Mais il y a plus grave : la notion de bilan oublie totalement le "hors bilan". On compare deux photos, sans voir ce qu'il va se passer après. Ainsi, quand un candidat dit vouloir embaucher 60 000 fonctionnaires, pour répondre aux besoins (bien sûr), pour soutenir l’activité (pourquoi pas) et son électorat (allez savoir ?), il ne mentionne pas qu’il ouvre une dépense qui va durer des années. Ce sera celle de toute la durée du travail du fonctionnaire, plus sa retraite. Ainsi, on peut estimer à 1,5 million d’euros, en moyenne, le coût actualisé d’un fonctionnaire. Ainsi, au lieu de dire "Je vais embaucher 60 000 fonctionnaires", on devrait dire techniquement "Je vais augmenter de 90 milliards d’euros la dette actualisée française". Ceci n’aurait pas le même effet ! Il en est de même quand il s’agit de fermer une centrale nucléaire, ou de faire un choix de centrale nucléaire en Angleterre ou d’avoir une politique écologique. De plus en plus, des choix politiques dépassent très largement le quinquennat. Ils ne sont pas réellement mesurés, ni en gains potentiels, ni en dette latente. Autrement dit, on ne raisonne jamais en "hors bilan". Ceci est grave quand il s’agit de réorganisation publique (par exemple la réduction du nombre de provinces) et plus grave encore pour la politique de formation. Il n’y a pas que la finance à être court-termiste !

François Hollande a fait de l'inversion de la courbe du chômage une condition sine qua non de sa candidature pour l'élection présidentielle de 2017. Si jamais cette courbe s'inversait effectivement et durablement, le président de la République pourrait-il vraiment s'en octroyer la responsabilité ?

Guillaume Sarlat : Si les circonstances le lui permettent, sans doute s’attribuera-t-il cette responsabilité, mais ce sera mentir aux Français.

D’abord parce que, comme nous venons de le voir, les chiffres du chômage dépendent beaucoup du contexte macro-économique, et qu’ils ne donnent qu’une vision très partielle de la situation économique du pays.
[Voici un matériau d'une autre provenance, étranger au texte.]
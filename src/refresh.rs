//! Background refresh of cached responses
//!
//! After the interceptor has answered a request it spawns a refresh task for
//! the same request. On a miss the task persists the response the serve path
//! already fetched; on a hit it fetches a fresh copy. Failures never reach the
//! caller: they are logged and reported through `RefreshOutcome`.
//!
//! Every spawned task is tracked by `PendingRefreshes` so a host can wait for
//! outstanding work before shutting down.

use std::sync::atomic::{AtomicUsize, Ordering};
use std::sync::Arc;

use reqwest::StatusCode;
use tokio::sync::Notify;
use tokio::task::JoinHandle;
use tracing::{debug, info, warn};

use crate::cache::{CacheStorage, Partition, RequestDescriptor, ResponseSnapshot};
use crate::fetch::Fetcher;

/// What the serve path already knows when a refresh is scheduled
#[derive(Debug, Clone)]
pub enum RefreshSource {
    /// The request was served from the store; a new fetch is needed
    Cached,
    /// The serve path fetched this response and it can be stored as-is
    Fetched(ResponseSnapshot),
}

/// How a refresh task ended
#[derive(Debug, Clone, PartialEq, Eq)]
pub enum RefreshOutcome {
    /// A successful response was written to the store
    Stored { status: StatusCode },
    /// The response was unsuccessful and was not written
    Discarded { status: StatusCode },
    /// The fetch or the write failed
    Failed(String),
    /// The task was cancelled or panicked before finishing
    Abandoned,
}

impl RefreshOutcome {
    pub fn is_stored(&self) -> bool {
        matches!(self, RefreshOutcome::Stored { .. })
    }
}

/// Refreshes store entries for one generation
pub struct Refresher<F, S> {
    fetcher: Arc<F>,
    partition: Partition<S>,
}

impl<F: Fetcher, S: CacheStorage> Refresher<F, S> {
    pub fn new(fetcher: Arc<F>, partition: Partition<S>) -> Self {
        Self { fetcher, partition }
    }

    /// Makes sure the store holds a fresh successful snapshot for `request`
    pub async fn refresh(
        &self,
        request: &RequestDescriptor,
        source: RefreshSource,
    ) -> RefreshOutcome {
        let snapshot = match source {
            RefreshSource::Fetched(snapshot) => snapshot,
            RefreshSource::Cached => {
                debug!(url = %request.url, "revalidating cached resource");
                match self.fetcher.fetch(request).await {
                    Ok(snapshot) => snapshot,
                    Err(e) => {
                        warn!(url = %request.url, error = %e, "background refresh fetch failed");
                        return RefreshOutcome::Failed(e.to_string());
                    }
                }
            }
        };

        self.store_if_ok(request, &snapshot).await
    }

    async fn store_if_ok(
        &self,
        request: &RequestDescriptor,
        snapshot: &ResponseSnapshot,
    ) -> RefreshOutcome {
        if !snapshot.ok() {
            debug!(url = %request.url, status = snapshot.status.as_u16(), "not caching unsuccessful response");
            return RefreshOutcome::Discarded {
                status: snapshot.status,
            };
        }

        info!(generation = %self.partition.name(), "Storing resource {} in cache", request.url);
        match self.partition.put(request, snapshot).await {
            Ok(()) => RefreshOutcome::Stored {
                status: snapshot.status,
            },
            Err(e) => {
                warn!(url = %request.url, error = %e, "failed to store refreshed response");
                RefreshOutcome::Failed(e.to_string())
            }
        }
    }
}

/// Counts refresh tasks that have not finished yet
#[derive(Debug, Default)]
pub struct PendingRefreshes {
    count: AtomicUsize,
    idle: Notify,
}

impl PendingRefreshes {
    pub fn new() -> Self {
        Self::default()
    }

    /// Number of refresh tasks still running
    pub fn len(&self) -> usize {
        self.count.load(Ordering::SeqCst)
    }

    pub fn is_empty(&self) -> bool {
        self.len() == 0
    }

    /// Waits until every tracked task has finished
    pub async fn wait_idle(&self) {
        loop {
            // Register before checking so a completion in between is not missed.
            let notified = self.idle.notified();
            if self.is_empty() {
                return;
            }
            notified.await;
        }
    }

    fn track(self: &Arc<Self>) -> PendingGuard {
        self.count.fetch_add(1, Ordering::SeqCst);
        PendingGuard {
            pending: Arc::clone(self),
        }
    }
}

/// Decrements the pending count when a task ends, however it ends
struct PendingGuard {
    pending: Arc<PendingRefreshes>,
}

impl Drop for PendingGuard {
    fn drop(&mut self) {
        if self.pending.count.fetch_sub(1, Ordering::SeqCst) == 1 {
            self.pending.idle.notify_waiters();
        }
    }
}

/// Handle to a spawned refresh task
///
/// Dropping it detaches the task; it keeps running and stays tracked by the
/// interceptor's `PendingRefreshes`.
#[derive(Debug)]
pub struct RefreshTask {
    handle: JoinHandle<RefreshOutcome>,
}

impl RefreshTask {
    /// Waits for the refresh to finish and reports how it ended
    pub async fn settled(self) -> RefreshOutcome {
        self.handle.await.unwrap_or(RefreshOutcome::Abandoned)
    }
}

/// Spawns a tracked refresh task on the current tokio runtime
pub fn spawn_refresh<F: Fetcher, S: CacheStorage>(
    refresher: Refresher<F, S>,
    request: RequestDescriptor,
    source: RefreshSource,
    pending: &Arc<PendingRefreshes>,
) -> RefreshTask {
    let guard = pending.track();
    let handle = tokio::spawn(async move {
        let _guard = guard;
        refresher.refresh(&request, source).await
    });
    RefreshTask { handle }
}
Ensuite parce que cela l’exonèrera une fois de plus de parler de sa stratégie économique, et de son utilisation des leviers qui dépendent véritablement de son action, qui devraient pourtant être le cœur de sa responsabilité politique.

En particulier, on peut imaginer sans grand risque que François Hollande parlera peu de l’enseignement, alors même que l’enseignement est en France essentiellement public, ce qui lui donne donc toute latitude d’action, et que c’est le principal levier d’action publique, avec la politique migratoire, sur l’économie à moyen terme.

Jean-Paul Betbèze : Un homme politique qui réussit doit, sans aucun doute, avoir du charisme, du courage, des réseaux, de la compétence… mais il n’est pas mauvais non plus qu’il ait de la chance. Après que Nicolas Sarkozy est arrivé au pouvoir, l’économie française est percutée par la crise mondiale, ce qui n’était pas réellement prévu (par personne). Actuellement, la situation économique mondiale est en train de s’améliorer, même lentement, le prix du pétrole a baissé de moitié, les taux d’intérêts à court et long terme sont très bas, la zone euro va enfin mieux. Ceci aide.

Ajoutons que le gouvernement a décidé de baisser les charges des entreprises pour essayer de réduire leur écart de rentabilité par rapport à l’Allemagne – ce qui n’était pas au programme initial. C’est en cours, mais on voit bien à quel point tout ceci est lent. La France aujourd’hui, en termes de PIB par tête, vient à peine de retrouver son niveau d’avant crise, alors que l’Allemagne est 10% au-dessus.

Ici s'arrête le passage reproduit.